//! The packrat engine: memoized recursive descent with left-recursion
//! support.
//!
//! ## Memoization
//! Every `(symbol, position)` result is stored, failures included, keyed on
//! the body a symbol resolves to. A repeated attempt seeks straight to the
//! stored end without re-running the match or its transform.
//!
//! ## Left recursion
//! Evaluating a key first stores a `Seed`. A recursive hit on a seed fails
//! softly and is logged, which makes the key grow: it is re-evaluated with
//! the previous result in its memo slot until the match stops getting longer.
//! The longest result wins; on a tie the earlier derivation is kept.
//!
//! Hits on seeds and on keys still growing go to a dependency log. A result
//! whose evaluation hit some *other* unsettled key was computed against a
//! provisional value, so it is returned but not memoized. This keeps indirect
//! and nested recursion sound: the outer key re-evaluates it on its next
//! growth round.

use std::collections::{HashMap, HashSet};

use crate::cursor::Cursor;
use crate::errors::ParseError;
use crate::grammar::Grammar;
use crate::symbol::SymbolId;
use crate::value::Value;

use super::trace::{TraceSink, Tracer};
use super::{apply, with_stack, Engine, EngineConfig, MatchResult};

#[derive(Debug, Clone, Copy, PartialEq, Eq, Hash)]
struct MemoKey {
    symbol: SymbolId,
    start: usize,
}

#[derive(Debug, Clone, PartialEq)]
enum Memo {
    /// Evaluation in progress; recursive hits fail.
    Seed,
    Resolved { value: Option<Value>, end: usize },
}

impl Memo {
    /// Ordering used to decide whether a growth round made progress: a seed
    /// ranks below a failure, which ranks below any match, and longer matches
    /// rank higher.
    fn progress(&self) -> (u8, usize) {
        match self {
            Memo::Seed => (0, 0),
            Memo::Resolved { value: None, .. } => (1, 0),
            Memo::Resolved { value: Some(_), end } => (2, *end),
        }
    }
}

pub struct PackratEngine<'a> {
    grammar: &'a Grammar,
    cursor: Cursor<'a>,
    stack: Vec<SymbolId>,
    memo: HashMap<MemoKey, Memo>,
    /// Hits on seeds and growing keys not yet absorbed by their owner.
    unsettled: Vec<MemoKey>,
    growing: HashSet<MemoKey>,
    config: EngineConfig,
    tracer: Tracer<'a>,
}

impl<'a> PackratEngine<'a> {
    /// An engine over the whole of `text`.
    ///
    /// # Examples
    ///
    /// ```rust
    /// use rdparse::{rule, Engine, Expr, Grammar, PackratEngine, Value};
    /// let mut g = Grammar::new();
    /// let list = g.define("List", Expr::from((rule("List"), ",", "a")) | "a").unwrap();
    /// let mut engine = PackratEngine::new(&g, "a,a");
    /// let value = engine.parse(list).unwrap().unwrap();
    /// assert_eq!(value.to_string(), r#"["a", ",", "a"]"#);
    /// ```
    pub fn new(grammar: &'a Grammar, text: &'a str) -> Self {
        Self::with_window(grammar, text, 0, None)
    }

    /// An engine over `text[begin..end)`.
    pub fn with_window(grammar: &'a Grammar, text: &'a str, begin: usize, end: Option<usize>) -> Self {
        Self {
            grammar,
            cursor: Cursor::with_window(text, begin, end),
            stack: Vec::new(),
            memo: HashMap::new(),
            unsettled: Vec::new(),
            growing: HashSet::new(),
            config: EngineConfig::default(),
            tracer: Tracer::default(),
        }
    }

    pub fn with_config(mut self, config: EngineConfig) -> Self {
        self.config = config;
        self
    }

    pub fn with_trace(mut self, sink: impl TraceSink + 'a) -> Self {
        self.tracer.attach(sink);
        self
    }

    /// Number of memoized `(symbol, position)` entries.
    pub fn memo_len(&self) -> usize {
        self.memo.len()
    }

    fn parse_frame(&mut self, id: SymbolId) -> MatchResult {
        let depth = self.stack.len();
        if depth >= self.config.max_depth {
            return Err(ParseError::RecursionLimit {
                depth: self.config.max_depth,
                offset: self.cursor.index(),
            });
        }

        let key = MemoKey {
            symbol: self.grammar.resolve(id)?,
            start: self.cursor.index(),
        };
        match self.memo.get(&key) {
            Some(Memo::Seed) => {
                self.unsettled.push(key);
                return Ok(None);
            }
            Some(Memo::Resolved { value, end }) => {
                let (value, end) = (value.clone(), *end);
                if self.growing.contains(&key) {
                    self.unsettled.push(key);
                }
                self.cursor.seek(end);
                return Ok(value);
            }
            None if self.growing.contains(&key) => {
                return Err(ParseError::internal(format!(
                    "growing rule {} at offset {} has no memo record",
                    self.grammar.describe(key.symbol),
                    key.start
                )));
            }
            None => {}
        }

        let grammar = self.grammar;
        let width = self.config.excerpt_width;
        self.tracer
            .start(depth, || grammar.describe(id), self.cursor.behind(width));

        self.stack.push(id);
        let result = with_stack(|| self.grow(id, key));
        self.stack.pop();

        if let Ok(value) = &result {
            self.tracer.end(
                depth,
                || grammar.describe(id),
                value.as_ref(),
                self.cursor.behind(width),
            );
        }
        result
    }

    /// Evaluates `key` until its match stops getting longer.
    fn grow(&mut self, id: SymbolId, key: MemoKey) -> MatchResult {
        let mut best = Memo::Seed;
        let mut provisional = false;
        self.memo.insert(key, Memo::Seed);

        loop {
            self.cursor.seek(key.start);
            let mark = self.unsettled.len();
            let value = apply(self, id)?;
            let end = self.cursor.index();

            let involved = self.unsettled.split_off(mark);
            let recursed = involved.contains(&key);
            let outer: Vec<MemoKey> = involved.into_iter().filter(|k| *k != key).collect();
            provisional |= !outer.is_empty();
            self.unsettled.extend(outer);

            let attempt = Memo::Resolved { value, end };

            if !recursed && !self.growing.contains(&key) {
                self.settle(key, &attempt, provisional);
                return Ok(Self::into_value(attempt));
            }

            self.growing.insert(key);
            if attempt.progress() <= best.progress() {
                self.growing.remove(&key);
                if let Memo::Resolved { end, .. } = &best {
                    self.cursor.seek(*end);
                }
                self.settle(key, &best, provisional);
                return Ok(Self::into_value(best));
            }
            self.memo.insert(key, attempt.clone());
            best = attempt;
        }
    }

    fn settle(&mut self, key: MemoKey, record: &Memo, provisional: bool) {
        if provisional {
            self.memo.remove(&key);
        } else {
            self.memo.insert(key, record.clone());
        }
    }

    fn into_value(record: Memo) -> Option<Value> {
        match record {
            Memo::Resolved { value, .. } => value,
            Memo::Seed => None,
        }
    }

    fn clear_state(&mut self) {
        self.memo.clear();
        self.stack.clear();
        self.unsettled.clear();
        self.growing.clear();
    }
}

impl<'a> Engine<'a> for PackratEngine<'a> {
    fn grammar(&self) -> &'a Grammar {
        self.grammar
    }

    fn cursor(&self) -> &Cursor<'a> {
        &self.cursor
    }

    fn cursor_mut(&mut self) -> &mut Cursor<'a> {
        &mut self.cursor
    }

    fn call_stack(&self) -> &[SymbolId] {
        &self.stack
    }

    fn config(&self) -> &EngineConfig {
        &self.config
    }

    fn parse(&mut self, id: SymbolId) -> MatchResult {
        let top_level = self.stack.is_empty();
        let result = self.parse_frame(id);
        if !top_level {
            return result;
        }

        match result {
            Err(err) => {
                self.clear_state();
                Err(err)
            }
            Ok(_) if !self.unsettled.is_empty() || !self.growing.is_empty() => {
                let message = format!(
                    "{} unsettled recursion heads after a top-level parse",
                    self.unsettled.len() + self.growing.len()
                );
                self.clear_state();
                Err(ParseError::internal(message))
            }
            ok => ok,
        }
    }

    fn reset(&mut self) {
        self.cursor.reset();
        self.clear_state();
    }
}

--- --- ---

> [Task item]: Throughout the data above, report every line that contains the string "start".

> [Solved exercise]:
    start: usize,
            start: self.cursor.index(),
                    key.start
            .start(depth, || grammar.describe(id), self.cursor.behind(width));
            self.cursor.seek(key.start);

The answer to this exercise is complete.